What is expected
Using the data below, gather each line that includes the word "player".

── Available data ──

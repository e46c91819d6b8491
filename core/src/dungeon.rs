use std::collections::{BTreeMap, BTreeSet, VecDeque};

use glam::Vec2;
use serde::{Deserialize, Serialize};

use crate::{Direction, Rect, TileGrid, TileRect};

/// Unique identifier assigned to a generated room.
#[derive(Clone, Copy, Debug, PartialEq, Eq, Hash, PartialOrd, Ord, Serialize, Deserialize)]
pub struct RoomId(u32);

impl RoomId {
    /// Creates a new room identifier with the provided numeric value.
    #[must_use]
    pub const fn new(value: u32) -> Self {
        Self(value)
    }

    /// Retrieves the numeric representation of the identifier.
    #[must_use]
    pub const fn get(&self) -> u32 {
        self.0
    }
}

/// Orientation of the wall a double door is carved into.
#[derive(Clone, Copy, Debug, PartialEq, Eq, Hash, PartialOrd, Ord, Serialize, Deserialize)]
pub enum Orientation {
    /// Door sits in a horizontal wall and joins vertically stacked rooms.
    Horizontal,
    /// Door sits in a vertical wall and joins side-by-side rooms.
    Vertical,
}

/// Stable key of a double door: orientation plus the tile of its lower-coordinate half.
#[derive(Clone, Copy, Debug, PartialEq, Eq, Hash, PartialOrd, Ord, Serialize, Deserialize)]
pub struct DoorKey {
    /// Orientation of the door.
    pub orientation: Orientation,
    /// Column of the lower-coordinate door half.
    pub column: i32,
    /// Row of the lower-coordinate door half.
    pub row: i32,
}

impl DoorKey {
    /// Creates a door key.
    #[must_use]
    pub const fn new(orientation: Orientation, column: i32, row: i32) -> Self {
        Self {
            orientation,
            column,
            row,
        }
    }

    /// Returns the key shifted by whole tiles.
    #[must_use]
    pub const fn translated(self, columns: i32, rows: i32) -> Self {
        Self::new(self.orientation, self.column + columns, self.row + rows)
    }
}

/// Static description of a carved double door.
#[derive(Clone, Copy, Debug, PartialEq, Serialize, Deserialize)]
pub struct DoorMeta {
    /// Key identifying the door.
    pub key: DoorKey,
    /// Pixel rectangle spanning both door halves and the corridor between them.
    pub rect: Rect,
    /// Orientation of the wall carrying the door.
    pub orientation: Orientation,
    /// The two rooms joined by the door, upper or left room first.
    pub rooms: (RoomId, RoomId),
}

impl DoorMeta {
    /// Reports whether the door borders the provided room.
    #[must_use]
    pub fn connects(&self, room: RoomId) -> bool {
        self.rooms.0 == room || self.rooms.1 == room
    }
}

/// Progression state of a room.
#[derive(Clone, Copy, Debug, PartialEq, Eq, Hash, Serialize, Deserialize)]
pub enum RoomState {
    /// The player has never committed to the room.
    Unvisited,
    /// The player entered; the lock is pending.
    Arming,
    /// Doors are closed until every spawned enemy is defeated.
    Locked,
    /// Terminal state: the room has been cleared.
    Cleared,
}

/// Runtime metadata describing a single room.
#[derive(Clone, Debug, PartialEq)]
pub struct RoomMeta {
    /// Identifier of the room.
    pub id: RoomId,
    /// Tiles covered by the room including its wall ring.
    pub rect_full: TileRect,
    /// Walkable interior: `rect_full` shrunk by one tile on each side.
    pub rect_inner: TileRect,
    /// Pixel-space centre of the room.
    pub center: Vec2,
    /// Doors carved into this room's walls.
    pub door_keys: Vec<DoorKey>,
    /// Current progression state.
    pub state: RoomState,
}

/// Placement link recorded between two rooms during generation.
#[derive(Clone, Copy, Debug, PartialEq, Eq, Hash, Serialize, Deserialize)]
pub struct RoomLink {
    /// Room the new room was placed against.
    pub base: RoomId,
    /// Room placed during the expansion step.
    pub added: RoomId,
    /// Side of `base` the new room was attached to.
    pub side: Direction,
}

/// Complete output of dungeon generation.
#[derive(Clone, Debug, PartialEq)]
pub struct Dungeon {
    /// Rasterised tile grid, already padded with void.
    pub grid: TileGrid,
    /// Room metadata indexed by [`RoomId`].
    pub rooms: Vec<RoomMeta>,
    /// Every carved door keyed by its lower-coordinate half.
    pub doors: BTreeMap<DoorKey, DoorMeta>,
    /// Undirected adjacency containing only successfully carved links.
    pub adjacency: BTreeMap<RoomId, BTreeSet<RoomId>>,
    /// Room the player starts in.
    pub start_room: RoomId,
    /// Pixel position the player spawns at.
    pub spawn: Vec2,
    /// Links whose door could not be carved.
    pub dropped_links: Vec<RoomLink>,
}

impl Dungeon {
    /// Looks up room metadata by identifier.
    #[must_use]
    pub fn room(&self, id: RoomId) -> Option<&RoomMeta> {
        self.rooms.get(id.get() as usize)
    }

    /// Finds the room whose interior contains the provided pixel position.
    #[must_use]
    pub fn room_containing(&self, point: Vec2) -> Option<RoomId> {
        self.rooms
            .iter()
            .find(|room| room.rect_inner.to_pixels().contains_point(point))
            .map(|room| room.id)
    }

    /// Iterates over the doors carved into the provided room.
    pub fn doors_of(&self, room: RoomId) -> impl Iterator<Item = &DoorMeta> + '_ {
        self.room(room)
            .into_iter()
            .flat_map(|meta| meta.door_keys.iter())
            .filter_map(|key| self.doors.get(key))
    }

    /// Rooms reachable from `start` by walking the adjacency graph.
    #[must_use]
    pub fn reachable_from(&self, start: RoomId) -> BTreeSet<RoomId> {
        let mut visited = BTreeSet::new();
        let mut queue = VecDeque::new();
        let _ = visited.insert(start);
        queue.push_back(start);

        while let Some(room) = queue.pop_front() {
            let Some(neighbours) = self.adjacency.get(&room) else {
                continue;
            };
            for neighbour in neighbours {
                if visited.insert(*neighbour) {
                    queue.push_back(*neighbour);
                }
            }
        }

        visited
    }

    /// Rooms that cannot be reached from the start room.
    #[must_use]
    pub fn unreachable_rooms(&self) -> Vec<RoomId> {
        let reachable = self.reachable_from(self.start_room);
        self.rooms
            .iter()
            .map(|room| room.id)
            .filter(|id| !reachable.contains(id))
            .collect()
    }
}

───
── Available data ──

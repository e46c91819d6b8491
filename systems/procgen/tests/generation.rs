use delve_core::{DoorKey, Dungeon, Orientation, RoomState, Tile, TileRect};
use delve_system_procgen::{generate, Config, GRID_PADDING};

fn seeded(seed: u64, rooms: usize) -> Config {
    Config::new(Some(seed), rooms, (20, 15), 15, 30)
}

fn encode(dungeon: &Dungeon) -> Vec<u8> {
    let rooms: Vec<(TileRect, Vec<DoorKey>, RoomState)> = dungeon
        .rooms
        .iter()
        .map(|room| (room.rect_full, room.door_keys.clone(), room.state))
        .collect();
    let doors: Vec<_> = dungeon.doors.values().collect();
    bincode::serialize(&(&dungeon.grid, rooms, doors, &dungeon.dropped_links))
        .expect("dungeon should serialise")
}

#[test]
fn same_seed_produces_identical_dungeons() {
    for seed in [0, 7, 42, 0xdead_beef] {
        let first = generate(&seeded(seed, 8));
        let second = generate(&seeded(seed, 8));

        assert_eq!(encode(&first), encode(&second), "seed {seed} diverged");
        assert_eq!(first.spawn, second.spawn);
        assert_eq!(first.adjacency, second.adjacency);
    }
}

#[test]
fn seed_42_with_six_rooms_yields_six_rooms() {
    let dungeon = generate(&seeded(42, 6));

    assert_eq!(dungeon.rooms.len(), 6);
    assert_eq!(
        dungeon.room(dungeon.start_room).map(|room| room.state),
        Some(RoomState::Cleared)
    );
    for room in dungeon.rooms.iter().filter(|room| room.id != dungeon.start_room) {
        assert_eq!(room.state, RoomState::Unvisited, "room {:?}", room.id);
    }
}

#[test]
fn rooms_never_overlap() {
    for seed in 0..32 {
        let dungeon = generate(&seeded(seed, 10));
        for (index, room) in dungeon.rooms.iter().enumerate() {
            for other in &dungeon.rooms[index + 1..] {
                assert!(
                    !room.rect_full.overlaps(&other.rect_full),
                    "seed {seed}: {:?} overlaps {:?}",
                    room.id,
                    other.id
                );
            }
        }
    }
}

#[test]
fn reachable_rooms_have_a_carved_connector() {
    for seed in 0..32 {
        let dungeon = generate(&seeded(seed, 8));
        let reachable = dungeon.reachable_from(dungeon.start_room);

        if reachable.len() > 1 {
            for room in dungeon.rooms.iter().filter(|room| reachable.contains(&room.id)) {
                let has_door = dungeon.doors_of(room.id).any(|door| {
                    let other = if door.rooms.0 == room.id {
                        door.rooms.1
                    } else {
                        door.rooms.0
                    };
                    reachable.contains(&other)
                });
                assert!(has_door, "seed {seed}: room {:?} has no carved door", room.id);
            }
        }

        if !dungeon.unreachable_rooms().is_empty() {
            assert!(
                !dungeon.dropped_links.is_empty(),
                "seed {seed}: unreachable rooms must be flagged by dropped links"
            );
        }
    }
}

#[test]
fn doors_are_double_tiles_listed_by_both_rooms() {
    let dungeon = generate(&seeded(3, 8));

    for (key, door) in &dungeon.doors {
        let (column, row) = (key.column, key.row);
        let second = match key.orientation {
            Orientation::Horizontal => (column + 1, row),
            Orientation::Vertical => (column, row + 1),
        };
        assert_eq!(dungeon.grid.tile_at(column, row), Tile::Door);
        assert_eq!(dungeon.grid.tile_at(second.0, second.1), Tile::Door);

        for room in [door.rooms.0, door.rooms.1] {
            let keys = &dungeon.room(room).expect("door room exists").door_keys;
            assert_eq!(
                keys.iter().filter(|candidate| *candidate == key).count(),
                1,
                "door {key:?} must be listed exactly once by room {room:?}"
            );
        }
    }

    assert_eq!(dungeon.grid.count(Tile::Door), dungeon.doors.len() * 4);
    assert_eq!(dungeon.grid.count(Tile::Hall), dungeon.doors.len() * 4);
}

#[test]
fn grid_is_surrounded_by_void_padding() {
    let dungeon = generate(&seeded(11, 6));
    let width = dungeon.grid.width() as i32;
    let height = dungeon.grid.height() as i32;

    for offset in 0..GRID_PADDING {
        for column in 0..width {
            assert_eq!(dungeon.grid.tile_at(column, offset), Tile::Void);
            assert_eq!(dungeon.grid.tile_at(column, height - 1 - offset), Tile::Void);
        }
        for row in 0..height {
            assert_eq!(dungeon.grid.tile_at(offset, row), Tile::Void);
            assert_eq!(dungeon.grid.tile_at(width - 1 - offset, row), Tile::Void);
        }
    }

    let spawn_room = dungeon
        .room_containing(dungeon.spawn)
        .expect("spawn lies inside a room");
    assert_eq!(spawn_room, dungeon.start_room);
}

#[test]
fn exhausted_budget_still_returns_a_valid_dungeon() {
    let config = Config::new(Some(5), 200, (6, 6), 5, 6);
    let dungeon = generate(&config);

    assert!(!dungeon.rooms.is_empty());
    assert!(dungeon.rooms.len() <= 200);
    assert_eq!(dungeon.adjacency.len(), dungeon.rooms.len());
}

───

Problem solution
    /// The player has never committed to the room.
    /// The player entered; the lock is pending.
    /// Room the player starts in.
    /// Pixel position the player spawns at.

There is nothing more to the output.